Ciência
14/07/2023 às 04:00•2 min de leitura
A predominância de visões androcêntricas, que colocam o homem no centro dos acontecimentos, ainda é uma constante, como nos mostra o enfoque que costuma ser dado a determinados eventos históricos. Mas graças aos avanços no campo da arqueologia de gênero, que passou a ganhar um maior espaço a partir dos anos 1980 e busca sanar falhas de pesquisa, isso pode mudar.
Como exemplo do seu papel, temos um caso bastante interessante envolvendo o "Homem de Marfim", uma figura que teria vivido há cerca de 5 mil anos, no período da Idade do Cobre, numa região que hoje corresponde a Espanha. Acredita-se que ele tenha morrido jovem, com idade entre 17 e 25 anos.
E considerando a tumba onde essa figura teria repousado, repleta de objetos de luxo, tudo indicava que não só ela teria ocupado a mais alta posição dentro da sociedade, como ainda teria sido reverenciada por séculos após a sua morte. E é aí que entra o elemento surpresa: segundo um estudo conduzido por pesquisadores da Universidade de Sevilha, nem tudo o que foi descoberto a seu respeito estaria correto.
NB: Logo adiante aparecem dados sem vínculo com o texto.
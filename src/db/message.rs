use diesel::prelude::*;
use diesel_async::{AsyncPgConnection as Connection, RunQueryDsl};
use serde::{Deserialize, Serialize};

use super::schema::{bookmarks, messages};
use crate::utils::DatabaseError;

/// Cached copy of a bookmarked message, shared by every bookmark of it.
#[derive(Queryable, Selectable, Identifiable, Debug, Clone)]
#[diesel(table_name = messages)]
#[diesel(check_for_backend(diesel::pg::Pg))]
pub struct Message {
    pub id: i64,
    pub author_id: i64,
    /// JSON encoded [`StoredMessage`].
    pub data: String,
    pub created_at: time::OffsetDateTime,
    pub updated_at: time::OffsetDateTime,
}

#[derive(Insertable, AsChangeset, Debug, Clone)]
#[diesel(table_name = messages)]
pub struct NewMessage {
    pub id: i64,
    pub author_id: i64,
    pub data: String,
}

/// The parts of a chat message kept at bookmark time.
///
/// Ids are snowflakes encoded as strings, the way the platform sends them.
/// Unknown fields are dropped when a platform message is stored.
#[derive(Serialize, Deserialize, Debug, Clone, PartialEq)]
pub struct StoredMessage {
    pub id: String,
    #[serde(default)]
    pub guild_id: Option<String>,
    pub channel_id: String,
    #[serde(default)]
    pub content: String,
    pub timestamp: String,
    #[serde(default)]
    pub edited_timestamp: Option<String>,
    #[serde(default)]
    pub attachments: Vec<serde_json::Value>,
    #[serde(default)]
    pub embeds: Vec<serde_json::Value>,
    #[serde(default, rename = "type")]
    pub kind: u8,
    #[serde(default)]
    pub message_reference: Option<serde_json::Value>,
}

impl StoredMessage {
    /// Deep link to the original message.
    pub fn link(&self) -> String {
        format!(
            "https://discord.com/channels/{}/{}/{}",
            self.guild_id.as_deref().unwrap_or("@me"),
            self.channel_id,
            self.id
        )
    }

    /// Tags the system attaches to every new bookmark of this message.
    pub fn autogenerated_tags(&self) -> Vec<&'static str> {
        let content = self.content.to_lowercase();
        [
            (!self.attachments.is_empty()).then_some("has:attachment"),
            (!self.embeds.is_empty()).then_some("has:embed"),
            (content.contains("http://") || content.contains("https://")).then_some("has:link"),
        ]
        .into_iter()
        .flatten()
        .collect()
    }
}

impl Message {
    pub fn parse(&self) -> Result<StoredMessage, DatabaseError> {
        serde_json::from_str(&self.data).map_err(|source| DatabaseError::MalformedMessage {
            id: self.id,
            source,
        })
    }
}

impl NewMessage {
    pub fn new(id: i64, author_id: i64, stored: &StoredMessage) -> Result<Self, serde_json::Error> {
        Ok(NewMessage {
            id,
            author_id,
            data: serde_json::to_string(stored)?,
        })
    }
}

/// Inserts the snapshot, or refreshes it when the message is already cached.
pub async fn upsert_message(
    conn: &mut Connection,
    new: &NewMessage,
) -> Result<Message, DatabaseError> {
    Ok(diesel::insert_into(messages::table)
        .values(new)
        .on_conflict(messages::id)
        .do_update()
        .set(new)
        .returning(Message::as_returning())
        .get_result(conn)
        .await?)
}

/// Deletes the cached message unless a bookmark still references it.
/// Returns whether it was deleted.
pub async fn delete_message_if_orphaned(
    conn: &mut Connection,
    id: i64,
) -> Result<bool, DatabaseError> {
    let remaining: i64 = bookmarks::table
        .filter(bookmarks::message_id.eq(id))
        .count()
        .get_result(conn)
        .await?;
    if remaining > 0 {
        return Ok(false);
    }

    let deleted = diesel::delete(messages::table.find(id))
        .execute(conn)
        .await?;
    Ok(deleted == 1)
}

#[cfg(test)]
pub(crate) mod test {
    use super::*;
    use crate::utils::rand::{rand_snowflake, rand_str};

    pub fn rand_stored_message(content: &str) -> StoredMessage {
        StoredMessage {
            id: rand_snowflake().to_string(),
            guild_id: None,
            channel_id: rand_snowflake().to_string(),
            content: content.to_string(),
            timestamp: "2024-07-01T12:00:00.000000+00:00".to_string(),
            edited_timestamp: None,
            attachments: vec![],
            embeds: vec![],
            kind: 0,
            message_reference: None,
        }
    }

    pub async fn create_rand_message(
        conn: &mut Connection,
        author_id: i64,
        content: &str,
    ) -> Message {
        let stored = rand_stored_message(content);
        let new = NewMessage::new(stored.id.parse().unwrap(), author_id, &stored).unwrap();
        upsert_message(conn, &new).await.unwrap()
    }

    #[test]
    fn parse_platform_message() {
        let raw = r#"{
            "id": "1250000000000000001",
            "guild_id": null,
            "channel_id": "1250000000000000002",
            "author": {"id": "1250000000000000003", "username": "someone"},
            "content": "look https://www.rust-lang.org",
            "timestamp": "2024-07-01T12:00:00.000000+00:00",
            "edited_timestamp": null,
            "attachments": [{"id": "1", "filename": "a.png"}],
            "embeds": [],
            "type": 0,
            "pinned": false
        }"#;
        let stored: StoredMessage = serde_json::from_str(raw).unwrap();
        assert_eq!(stored.id, "1250000000000000001");
        assert!(stored.guild_id.is_none());
        assert_eq!(stored.content, "look https://www.rust-lang.org");
        assert_eq!(
            stored.link(),
            "https://discord.com/channels/@me/1250000000000000002/1250000000000000001"
        );
        assert_eq!(stored.autogenerated_tags(), vec!["has:attachment", "has:link"]);
    }

    #[test]
    fn guild_message_link() {
        let mut stored = rand_stored_message("hello");
        stored.guild_id = Some("42".to_string());
        stored.channel_id = "43".to_string();
        stored.id = "44".to_string();
        assert_eq!(stored.link(), "https://discord.com/channels/42/43/44");
        assert!(stored.autogenerated_tags().is_empty());
    }

    #[test]
    fn parse_malformed_message() {
        let message = Message {
            id: 7,
            author_id: 1,
            data: rand_str(10),
            created_at: time::OffsetDateTime::now_utc(),
            updated_at: time::OffsetDateTime::now_utc(),
        };
        let rv = message.parse();
        assert!(matches!(
            rv,
            Err(DatabaseError::MalformedMessage { id: 7, .. })
        ));
    }

    #[test]
    fn stored_message_survives_storage() {
        let stored = rand_stored_message("Hello *world*");
        let new = NewMessage::new(1, 2, &stored).unwrap();
        let message = Message {
            id: new.id,
            author_id: new.author_id,
            data: new.data,
            created_at: time::OffsetDateTime::now_utc(),
            updated_at: time::OffsetDateTime::now_utc(),
        };
        assert_eq!(message.parse().unwrap(), stored);
    }
}
use diesel_async::scoped_futures::ScopedFutureExt;
use diesel_async::AsyncConnection;
use tracing::info;

use super::{CommandHandler, Context, Reply};
use crate::api::payload::parse_snowflake;
use crate::db::bookmark::{create_bookmark, find_bookmark_by_message};
use crate::db::message::{upsert_message, NewMessage};
use crate::db::tag::{attach_tags, upsert_tags};
use crate::db::user::upsert_user;
use crate::utils::{CommonError, DatabaseError};

/// Message context menu entry saving the target message.
pub struct BookmarkMessage;

#[rocket::async_trait]
impl CommandHandler for BookmarkMessage {
    async fn handle(&self, ctx: &mut Context<'_>) -> Result<Reply, CommonError> {
        let target = ctx
            .data()
            .target_message()
            .cloned()
            .ok_or(CommonError::MissingTarget)?;
        let author = target
            .author
            .to_new_user()
            .ok_or(CommonError::MissingTarget)?;
        let message_id = parse_snowflake(&target.message.id).ok_or(CommonError::MissingTarget)?;
        let new_message = NewMessage::new(message_id, author.id, &target.message).map_err(
            |source| DatabaseError::MalformedMessage {
                id: message_id,
                source,
            },
        )?;
        let user_id = ctx.user.id;

        let (bookmark, created) = ctx
            .conn
            .transaction::<_, CommonError, _>(|conn| {
                async move {
                    if let Some(existing) =
                        find_bookmark_by_message(conn, user_id, message_id).await?
                    {
                        return Ok((existing, false));
                    }

                    upsert_user(conn, &author).await?;
                    upsert_message(conn, &new_message).await?;
                    let bookmark = create_bookmark(conn, user_id, message_id).await?;

                    let names = target.message.autogenerated_tags();
                    let tags = upsert_tags(conn, user_id, &names, true).await?;
                    attach_tags(conn, &bookmark, &tags).await?;
                    Ok((bookmark, true))
                }
                .scope_boxed()
            })
            .await?;
        info!(
            user_id,
            message_id,
            user_bookmark_id = bookmark.user_bookmark_id,
            created,
            "bookmarked message"
        );

        Ok(Reply::ephemeral(if created {
            format!(
                "The message was bookmarked as #{}.",
                bookmark.user_bookmark_id
            )
        } else {
            format!(
                "This message is already bookmarked as #{}.",
                bookmark.user_bookmark_id
            )
        }))
    }
}
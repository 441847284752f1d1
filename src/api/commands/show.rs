use super::{CommandHandler, Context, Reply};
use crate::api::reply::{Embed, MessagePayload};
use crate::db;
use crate::utils::CommonError;

pub struct Show;

#[rocket::async_trait]
impl CommandHandler for Show {
    async fn handle(&self, ctx: &mut Context<'_>) -> Result<Reply, CommonError> {
        let show_others = ctx.data().option_bool("show_others").unwrap_or(false);
        let bookmark = ctx.referenced_bookmark().await?;
        let detail = db::get_bookmark_detail(ctx.conn, bookmark).await?;

        let payload = MessagePayload::default().embed(Embed::from_bookmark(&detail));
        Ok(Reply::message(if show_others {
            payload
        } else {
            payload.ephemeral()
        }))
    }
}
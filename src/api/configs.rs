use rocket::{
    figment::Figment,
    serde::{Deserialize, Serialize},
};

#[derive(Debug, Default, Deserialize, Serialize)]
#[serde(crate = "rocket::serde")]
pub struct Config {
    /// Expected `Authorization` header of the interaction relay.
    pub api_key: Option<String>,
    /// Directory of the daily rolling log files.
    pub log_dir: Option<String>,
}

pub fn config_provider() -> Figment {
    use rocket::figment::providers::{Env, Serialized};

    dotenvy::dotenv().ok();

    rocket::figment::Figment::from(rocket::Config::default())
        .merge(Serialized::defaults(Config::default()))
        .merge(("databases.main", rocket_db_pools::Config::default()))
        .merge(Env::prefixed("MM_").global())
}

pub fn get_database_url() -> String {
    config_provider()
        .extract_inner("databases.main.url")
        .expect("databases.main.url must be set, e.g. MM_DATABASES='{main={url=\"postgres://...\"}}'")
}
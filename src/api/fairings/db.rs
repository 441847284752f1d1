use diesel_async::{
    pooled_connection::{
        deadpool::{BuildError, Object, Pool, PoolError},
        AsyncDieselConnectionManager,
    },
    AsyncPgConnection,
};
use rocket::figment::Figment;
use rocket_db_pools::{Database, Error};

use crate::db::connection::instrument;

pub type InitError = BuildError;
pub type GetError = PoolError;
pub type Connection = AsyncPgConnection;
pub struct DBPool(Pool<Connection>);

#[rocket::async_trait]
impl rocket_db_pools::Pool for DBPool {
    type Connection = Object<Connection>;

    type Error = Error<InitError, GetError>;

    async fn init(figment: &Figment) -> Result<Self, Self::Error> {
        let url = figment
            .extract_inner::<String>("url")
            .expect("database url must be set");
        let max_size = figment
            .extract_inner::<usize>("max_connections")
            .unwrap_or(16);
        tracing::info!(max_size, "building database pool");

        let config = AsyncDieselConnectionManager::<Connection>::new(url);
        match Pool::builder(config).max_size(max_size).build() {
            Ok(pool) => Ok(Self(pool)),
            Err(e) => Err(Error::Init(e)),
        }
    }

    async fn get(&self) -> Result<Self::Connection, Self::Error> {
        let mut conn = self.0.get().await.map_err(Error::Get)?;
        instrument(&mut conn);
        Ok(conn)
    }

    async fn close(&self) {
        self.0.close()
    }
}

#[derive(Database)]
#[database("main")]
pub struct Db(DBPool);
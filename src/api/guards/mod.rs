use rocket::http::Status;
use rocket::request::{FromRequest, Outcome};

use crate::api::configs::Config;
use crate::api::errors::Error;

/// Admits the interaction relay holding the configured API key.
///
/// The key is read from the `Authorization` header, with or without a
/// `Bearer ` prefix. Without a configured key every request is admitted.
pub struct Auth;

#[rocket::async_trait]
impl<'r> FromRequest<'r> for Auth {
    type Error = Error;

    async fn from_request(request: &'r rocket::Request<'_>) -> Outcome<Self, Self::Error> {
        let Some(config) = request.rocket().state::<Config>() else {
            return Outcome::Error((
                Status::InternalServerError,
                Error::InternalServer("Missing Config".to_string()),
            ));
        };
        let Some(key) = config.api_key.as_deref() else {
            return Outcome::Success(Auth);
        };

        match request.headers().get_one("Authorization") {
            None => Outcome::Error((
                Status::Unauthorized,
                Error::MissingAPIKey("Missing API Key".to_string()),
            )),
            Some(token) if token.strip_prefix("Bearer ").unwrap_or(token) == key => {
                Outcome::Success(Auth)
            }
            Some(_) => {
                tracing::warn!(ip = ?request.client_ip(), "rejected invalid API key");
                Outcome::Error((
                    Status::Forbidden,
                    Error::InvalidAPIKey("Invalid API Key".to_string()),
                ))
            }
        }
    }
}

#[cfg(test)]
mod test {
    use crate::utils::rand::rand_str;

    use super::*;

    use rocket::fairing::AdHoc;
    use rocket::http::Header;
    use rocket::local::blocking;

    #[post("/")]
    fn relay(_required: Auth) -> &'static str {
        "accepted"
    }

    #[test]
    fn test_without_config() {
        let app = rocket::build().mount("/", routes![relay]);
        let client = blocking::Client::tracked(app).expect("valid rocket instance");
        let response = client.post(uri!(relay)).dispatch();
        assert_eq!(response.status(), Status::InternalServerError);
    }

    fn test_client(config: Config) -> blocking::Client {
        use rocket::figment::{providers::Serialized, Figment};
        let figment = Figment::from(rocket::Config::default()).merge(Serialized::defaults(config));
        let app = rocket::custom(figment)
            .mount("/", routes![relay])
            .attach(AdHoc::config::<Config>());
        blocking::Client::tracked(app).expect("valid rocket instance")
    }

    #[test]
    fn test_open_relay() {
        let client = test_client(Config::default());
        let response = client.post(uri!(relay)).dispatch();
        assert_eq!(response.status(), Status::Ok);

        let response = client
            .post(uri!(relay))
            .header(Header::new("Authorization", rand_str(32)))
            .dispatch();
        assert_eq!(response.status(), Status::Ok);
    }

    #[test]
    fn test_keyed_relay() {
        let key = rand_str(32);
        let client = test_client(Config {
            api_key: Some(key.clone()),
            ..Default::default()
        });

        let response = client.post(uri!(relay)).dispatch();
        assert_eq!(response.status(), Status::Unauthorized);

        for header in [key.clone(), format!("Bearer {}", key)] {
            let response = client
                .post(uri!(relay))
                .header(Header::new("Authorization", header))
                .dispatch();
            assert_eq!(response.status(), Status::Ok);
        }

        let response = client
            .post(uri!(relay))
            .header(Header::new("Authorization", rand_str(32)))
            .dispatch();
        assert_eq!(response.status(), Status::Forbidden);
    }
}
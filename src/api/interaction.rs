use rocket::serde::json::Json;
use rocket_db_pools::Pool;
use serde_json::Value;
use tracing::debug;

use super::commands::{self, Command, Context};
use super::errors::Error;
use super::fairings::db::Db;
use super::guards;
use super::payload::{Interaction, PlatformUser, PING};
use super::reply::{InteractionResponse, MessagePayload};
use crate::db::user::upsert_user;
use crate::utils::CommonError;

/// Answers one interaction relayed from the chat platform.
#[post("/", format = "application/json", data = "<payload>")]
pub async fn interact(
    // Not a `Connection<Db>` guard: pings and rejected requests never check one out.
    db: &Db,
    _required: guards::Auth,
    payload: Json<Interaction>,
) -> Result<Json<InteractionResponse>, Error> {
    let interaction = payload.into_inner();
    if interaction.kind == PING {
        return Ok(Json(InteractionResponse::pong()));
    }

    let invoker = interaction
        .invoker()
        .and_then(PlatformUser::to_new_user)
        .ok_or_else(|| Error::BadRequest("Missing invoking user".to_string()))?;
    let command = Command::resolve(&interaction)
        .ok_or_else(|| Error::NotFound("Unknown command".to_string()))?;
    debug!(?command, user_id = invoker.id, "dispatching interaction");

    let mut conn = db.get().await?;
    let user = upsert_user(&mut conn, &invoker).await?;
    let mut ctx = Context {
        conn: &mut *conn,
        user: &user,
        interaction: &interaction,
    };

    match command.handler().handle(&mut ctx).await {
        Ok(reply) => Ok(Json(reply)),
        Err(e) if e.is_user_facing() => {
            debug!(?command, error = %e, "command rejected");
            Ok(Json(rejection(command, &e)))
        }
        Err(e) => Err(e.into()),
    }
}

/// Buttons replace their own message, dropping the stale navigation row.
fn rejection(command: Command, error: &CommonError) -> InteractionResponse {
    match command {
        Command::SearchButton => {
            InteractionResponse::update(MessagePayload::text(error.to_string()).ephemeral())
        }
        _ => InteractionResponse::ephemeral(error.to_string()),
    }
}

/// Application commands to register on the platform.
#[get("/commands")]
pub async fn list_commands(_required: guards::Auth) -> Json<Vec<Value>> {
    Json(commands::command_definitions())
}

pub fn routes() -> Vec<rocket::Route> {
    routes![interact, list_commands]
}
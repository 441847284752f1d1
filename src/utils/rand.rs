pub fn rand_str(length: usize) -> String {
    use rand::distr::Alphanumeric;
    use rand::Rng;

    rand::rng()
        .sample_iter(&Alphanumeric)
        .take(length)
        .map(char::from)
        .collect()
}

/// Random snowflake-like id, large enough to never collide with fixtures.
pub fn rand_snowflake() -> i64 {
    use rand::Rng;

    rand::rng().random_range(1_000_000_000_000_000..i64::MAX)
}

#[cfg(test)]
mod tests {
    use super::*;

    #[test]
    fn test_rand_str() {
        let s1 = rand_str(10);
        assert_eq!(s1.len(), 10);
        let s2 = rand_str(10);
        assert_eq!(s2.len(), 10);
        assert_ne!(s1, s2)
    }

    #[test]
    fn test_rand_snowflake() {
        let id = rand_snowflake();
        assert!(id >= 1_000_000_000_000_000);
        assert_ne!(id, rand_snowflake());
    }
}
use tracing::debug;

use super::{CommandHandler, Context, Reply};
use crate::db::bookmark::{resolve_bookmark, update_alias};
use crate::search::validate::normalize_alias;
use crate::utils::{CommonError, DatabaseError, ValidationError};

pub struct Alias;

/// The alias to store, `None` to clear it.
///
/// Repeating the current alias clears it as well.
fn requested_alias(
    raw: Option<&str>,
    current: Option<&str>,
) -> Result<Option<String>, ValidationError> {
    let raw = raw.map(str::trim).unwrap_or_default();
    if raw.is_empty() || current.is_some_and(|c| c.eq_ignore_ascii_case(raw)) {
        return Ok(None);
    }
    normalize_alias(raw).map(Some)
}

#[rocket::async_trait]
impl CommandHandler for Alias {
    async fn handle(&self, ctx: &mut Context<'_>) -> Result<Reply, CommonError> {
        let raw = ctx.data().option_str("new_alias").map(str::to_string);
        let bookmark = ctx.referenced_bookmark().await?;
        let alias = requested_alias(raw.as_deref(), bookmark.alias.as_deref())?;

        if let Some(alias) = alias.as_deref() {
            if resolve_bookmark(ctx.conn, ctx.user.id, alias)
                .await?
                .is_some_and(|other| other.id != bookmark.id)
            {
                return Err(ValidationError::DuplicatedAlias.into());
            }
        }

        let updated = match update_alias(ctx.conn, bookmark.id, alias.as_deref()).await {
            Ok(updated) => updated.ok_or(CommonError::NotFound)?,
            // lost a race against another alias command
            Err(DatabaseError::DuplicationError { .. }) => {
                return Err(ValidationError::DuplicatedAlias.into())
            }
            Err(e) => return Err(e.into()),
        };
        debug!(bookmark = updated.id, alias = ?updated.alias, "updated alias");

        Ok(Reply::ephemeral(match updated.alias {
            Some(alias) => format!("The alias `{}` was set on the bookmark.", alias),
            None => "The alias was removed from the bookmark.".to_string(),
        }))
    }
}
pub mod db;
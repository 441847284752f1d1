use itertools::Itertools;

use super::query::SearchQuery;

/// What the filter needs to know about a bookmark.
pub trait Searchable {
    /// Per-user display number, the ordering key of search results.
    fn user_bookmark_id(&self) -> i32;

    /// Text of the cached message.
    fn content(&self) -> &str;

    /// Whether the bookmark carries the tag `name` (already lowercased).
    fn has_tag(&self, name: &str) -> bool;
}

/// Keeps the bookmarks carrying every tag of `query` whose content contains
/// its text, ordered by `user_bookmark_id` ascending.
pub fn filter_bookmarks<'a, T: Searchable>(bookmarks: &'a [T], query: &SearchQuery) -> Vec<&'a T> {
    let needle = query.needle();
    bookmarks
        .iter()
        .filter(|b| query.tags.iter().all(|t| b.has_tag(t)))
        .filter(|b| needle.is_empty() || b.content().to_lowercase().contains(&needle))
        .sorted_by_key(|b| b.user_bookmark_id())
        .collect()
}
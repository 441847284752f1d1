pub mod commands;
pub mod configs;
pub mod errors;
pub mod fairings;
pub mod guards;
pub mod interaction;
pub mod payload;
pub mod reply;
Nova representação destaca a liderança feminina na antiguidade. (Fonte: Nature/Reprodução)
Isso porque uma nova análise revelou que o esqueleto batizado de "Homem de Marfim" não seria de um homem, mas de uma mulher, contrariando o que foi anunciado em 2008. Para chegar a esse resultado, os pesquisadores fizeram uso de uma técnica mais precisa que permite identificar o sexo biológico a partir da análise do esmalte dental.
Assim, por meio de uma proteína chamada amelogenina, seria possível determinar que os restos mortais seriam correspondentes ao sexo cromossômico masculino, no caso do gene AMELY ser identificado, ou feminino, quando o gene AMELX é detectado. No caso em questão, a análise dos dentes molar e incisivo apontou para o gene AMELX.
Inclusive, há alguns elementos que corroboram a hipótese que essa mulher não teria sido escolhida em virtude de sua posição social, mas sim por méritos próprios. A análise dos ossos da "Dama do Marfim" indica que ela teria se dedicado a trabalhos que exigiam bastante fisicamente, mostrando que mesmo no papel de liderança, ela contribuía ativamente na realização de tarefas.
Prato de cerâmica e objetos de marfim, dentre outros itens, foram encontrados na tumba da "Dama de Marfim" (Fonte: Nature/Reprodução)
Na busca por mais informações sobre aquela antiga sociedade, outras descobertas ocorreram: em um cemitério próximo do local que foi foco das investigações, havia outros 15 esqueletos do sexo feminino numa tumba, e artefatos exóticos também teriam sido recuperados, indicando que elas teriam tido grande importância.
Além disso, exames das sepulturas de crianças sugerem que as posições hierárquicas não seriam transmitidas entre gerações naquele período, uma vez que objetos funerários não foram localizados.
O estudo ainda revelou que nenhum outro homem teria ocupado uma posição mais elevada, como apontam as comparações das tumbas analisadas, demonstrando como mesmo nos períodos mais antigos, as mulheres conquistaram uma notável participação política na sociedade.
Sob um ponto de vista, o trabalho realizado evidencia o quanto a identificação do sexo de esqueletos antigos, geralmente mal preservados, tem apresentado falhas graves, mas ao mesmo tempo, abre as portas para que novas descobertas nesse sentido ofereçam uma melhor compreensão do passado.